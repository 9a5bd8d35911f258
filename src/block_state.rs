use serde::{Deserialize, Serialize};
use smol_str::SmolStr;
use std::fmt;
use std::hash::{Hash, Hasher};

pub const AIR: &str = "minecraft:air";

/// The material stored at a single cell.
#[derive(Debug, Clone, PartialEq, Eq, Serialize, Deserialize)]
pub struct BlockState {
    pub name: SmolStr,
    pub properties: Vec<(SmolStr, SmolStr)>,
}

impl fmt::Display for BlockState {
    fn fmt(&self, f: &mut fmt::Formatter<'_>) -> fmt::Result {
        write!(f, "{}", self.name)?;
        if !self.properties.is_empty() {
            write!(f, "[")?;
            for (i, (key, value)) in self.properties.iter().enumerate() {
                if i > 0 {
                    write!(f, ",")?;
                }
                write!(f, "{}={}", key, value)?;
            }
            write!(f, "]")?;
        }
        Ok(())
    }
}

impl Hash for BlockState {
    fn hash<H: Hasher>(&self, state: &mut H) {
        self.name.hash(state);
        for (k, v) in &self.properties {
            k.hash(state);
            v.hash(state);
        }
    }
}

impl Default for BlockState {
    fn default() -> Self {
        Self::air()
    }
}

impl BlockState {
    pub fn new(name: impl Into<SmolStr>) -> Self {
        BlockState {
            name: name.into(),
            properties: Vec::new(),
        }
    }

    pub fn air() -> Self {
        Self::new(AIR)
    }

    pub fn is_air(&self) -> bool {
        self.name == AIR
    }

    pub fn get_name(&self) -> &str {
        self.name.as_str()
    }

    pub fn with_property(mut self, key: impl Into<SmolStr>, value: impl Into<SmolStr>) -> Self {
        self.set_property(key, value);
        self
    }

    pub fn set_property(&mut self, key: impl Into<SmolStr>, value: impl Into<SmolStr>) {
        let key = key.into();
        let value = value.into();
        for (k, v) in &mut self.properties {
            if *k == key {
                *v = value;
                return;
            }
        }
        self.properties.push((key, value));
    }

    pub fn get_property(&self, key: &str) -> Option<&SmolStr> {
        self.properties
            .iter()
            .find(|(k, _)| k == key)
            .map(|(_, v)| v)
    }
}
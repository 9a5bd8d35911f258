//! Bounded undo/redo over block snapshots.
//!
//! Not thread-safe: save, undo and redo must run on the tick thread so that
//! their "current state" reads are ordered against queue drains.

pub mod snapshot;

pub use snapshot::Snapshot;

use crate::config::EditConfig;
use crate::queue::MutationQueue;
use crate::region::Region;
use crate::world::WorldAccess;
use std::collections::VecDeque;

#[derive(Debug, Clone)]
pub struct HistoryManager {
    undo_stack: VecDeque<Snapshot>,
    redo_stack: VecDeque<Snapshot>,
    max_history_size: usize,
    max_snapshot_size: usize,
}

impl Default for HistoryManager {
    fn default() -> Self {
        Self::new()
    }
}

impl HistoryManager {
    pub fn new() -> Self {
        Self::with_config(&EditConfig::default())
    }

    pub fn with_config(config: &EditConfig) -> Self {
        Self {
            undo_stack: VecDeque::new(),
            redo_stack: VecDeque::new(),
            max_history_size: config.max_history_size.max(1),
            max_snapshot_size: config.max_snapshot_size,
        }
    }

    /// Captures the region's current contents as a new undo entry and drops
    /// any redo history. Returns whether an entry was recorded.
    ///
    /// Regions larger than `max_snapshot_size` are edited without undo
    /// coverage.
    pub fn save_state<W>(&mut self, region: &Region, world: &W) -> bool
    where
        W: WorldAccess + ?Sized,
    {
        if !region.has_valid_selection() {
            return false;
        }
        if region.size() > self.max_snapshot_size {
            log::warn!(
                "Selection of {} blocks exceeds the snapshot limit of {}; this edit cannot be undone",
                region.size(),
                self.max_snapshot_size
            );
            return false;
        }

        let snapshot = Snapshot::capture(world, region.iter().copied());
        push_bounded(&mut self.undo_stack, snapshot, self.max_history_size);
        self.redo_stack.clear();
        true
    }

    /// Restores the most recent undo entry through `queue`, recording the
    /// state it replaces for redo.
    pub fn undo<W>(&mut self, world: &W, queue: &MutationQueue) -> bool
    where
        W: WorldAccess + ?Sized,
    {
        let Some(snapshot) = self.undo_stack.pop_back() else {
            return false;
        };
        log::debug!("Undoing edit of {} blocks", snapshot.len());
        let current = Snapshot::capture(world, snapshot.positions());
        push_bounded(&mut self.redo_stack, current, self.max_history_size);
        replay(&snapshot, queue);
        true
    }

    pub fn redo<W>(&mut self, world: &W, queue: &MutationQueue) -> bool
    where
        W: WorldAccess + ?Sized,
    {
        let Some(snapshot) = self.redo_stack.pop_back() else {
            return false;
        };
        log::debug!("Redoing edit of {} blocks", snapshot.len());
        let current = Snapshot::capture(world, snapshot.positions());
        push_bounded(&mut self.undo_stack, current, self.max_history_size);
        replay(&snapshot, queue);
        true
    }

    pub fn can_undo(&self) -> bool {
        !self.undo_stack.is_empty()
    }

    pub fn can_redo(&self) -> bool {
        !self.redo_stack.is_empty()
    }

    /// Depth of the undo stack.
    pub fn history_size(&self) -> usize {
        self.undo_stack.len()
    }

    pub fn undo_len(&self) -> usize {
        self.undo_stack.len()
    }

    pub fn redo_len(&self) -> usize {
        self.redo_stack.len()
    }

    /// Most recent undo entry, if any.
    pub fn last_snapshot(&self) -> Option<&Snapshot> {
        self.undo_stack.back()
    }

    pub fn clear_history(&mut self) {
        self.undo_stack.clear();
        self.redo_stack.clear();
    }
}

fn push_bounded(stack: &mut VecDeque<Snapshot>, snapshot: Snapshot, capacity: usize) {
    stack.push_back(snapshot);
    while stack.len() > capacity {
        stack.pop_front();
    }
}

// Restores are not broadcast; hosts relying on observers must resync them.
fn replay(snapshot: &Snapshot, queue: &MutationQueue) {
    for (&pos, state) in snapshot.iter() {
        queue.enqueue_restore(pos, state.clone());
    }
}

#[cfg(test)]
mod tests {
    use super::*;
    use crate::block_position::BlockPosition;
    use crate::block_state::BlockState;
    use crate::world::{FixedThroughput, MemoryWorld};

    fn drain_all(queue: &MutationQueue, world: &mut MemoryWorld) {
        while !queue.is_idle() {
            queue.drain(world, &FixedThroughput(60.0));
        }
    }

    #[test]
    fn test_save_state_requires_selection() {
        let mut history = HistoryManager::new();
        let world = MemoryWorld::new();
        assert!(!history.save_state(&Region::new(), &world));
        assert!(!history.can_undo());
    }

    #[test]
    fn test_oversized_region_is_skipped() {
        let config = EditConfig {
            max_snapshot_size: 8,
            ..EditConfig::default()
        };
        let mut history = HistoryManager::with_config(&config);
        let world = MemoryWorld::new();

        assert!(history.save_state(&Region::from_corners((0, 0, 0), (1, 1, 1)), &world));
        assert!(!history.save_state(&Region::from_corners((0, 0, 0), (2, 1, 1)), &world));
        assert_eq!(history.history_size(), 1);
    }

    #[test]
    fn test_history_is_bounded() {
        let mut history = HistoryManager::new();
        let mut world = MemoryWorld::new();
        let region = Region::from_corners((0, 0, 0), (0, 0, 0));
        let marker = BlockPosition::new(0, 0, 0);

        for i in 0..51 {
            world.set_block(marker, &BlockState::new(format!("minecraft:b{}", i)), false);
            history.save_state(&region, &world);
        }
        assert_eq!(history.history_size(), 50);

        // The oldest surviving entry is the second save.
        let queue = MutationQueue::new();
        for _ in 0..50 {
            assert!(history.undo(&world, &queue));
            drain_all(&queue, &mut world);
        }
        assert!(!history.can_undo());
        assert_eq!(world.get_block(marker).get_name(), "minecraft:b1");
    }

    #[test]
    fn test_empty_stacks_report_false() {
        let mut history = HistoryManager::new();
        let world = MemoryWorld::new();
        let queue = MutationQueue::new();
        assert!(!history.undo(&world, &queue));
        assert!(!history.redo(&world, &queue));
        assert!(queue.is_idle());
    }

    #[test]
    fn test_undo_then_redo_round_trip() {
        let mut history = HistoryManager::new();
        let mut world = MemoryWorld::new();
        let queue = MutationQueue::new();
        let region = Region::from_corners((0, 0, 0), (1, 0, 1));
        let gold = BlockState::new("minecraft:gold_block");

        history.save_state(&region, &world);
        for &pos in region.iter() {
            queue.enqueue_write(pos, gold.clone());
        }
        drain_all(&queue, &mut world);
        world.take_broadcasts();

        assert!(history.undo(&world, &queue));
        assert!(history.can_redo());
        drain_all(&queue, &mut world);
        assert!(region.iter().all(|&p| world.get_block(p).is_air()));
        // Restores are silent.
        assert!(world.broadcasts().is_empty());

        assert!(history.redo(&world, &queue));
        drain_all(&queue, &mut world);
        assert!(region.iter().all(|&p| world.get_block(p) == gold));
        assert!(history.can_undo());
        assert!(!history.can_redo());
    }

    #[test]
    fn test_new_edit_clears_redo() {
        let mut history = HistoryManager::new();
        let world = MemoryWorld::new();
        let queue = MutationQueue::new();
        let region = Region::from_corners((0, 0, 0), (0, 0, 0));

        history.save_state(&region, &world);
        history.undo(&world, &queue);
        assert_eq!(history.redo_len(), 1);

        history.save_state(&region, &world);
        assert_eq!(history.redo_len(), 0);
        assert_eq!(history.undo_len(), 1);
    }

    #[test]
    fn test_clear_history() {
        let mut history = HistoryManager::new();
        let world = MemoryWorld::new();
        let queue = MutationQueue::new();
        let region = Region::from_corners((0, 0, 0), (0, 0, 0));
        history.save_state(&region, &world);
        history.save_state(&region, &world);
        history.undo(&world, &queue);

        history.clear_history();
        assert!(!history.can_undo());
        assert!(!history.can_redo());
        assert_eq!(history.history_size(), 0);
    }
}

__Aim of the task__: Gather from the records above every line containing the string "FixedThroughput".

__Exercise result__:
    use crate::world::{FixedThroughput, MemoryWorld};
            queue.drain(world, &FixedThroughput(60.0));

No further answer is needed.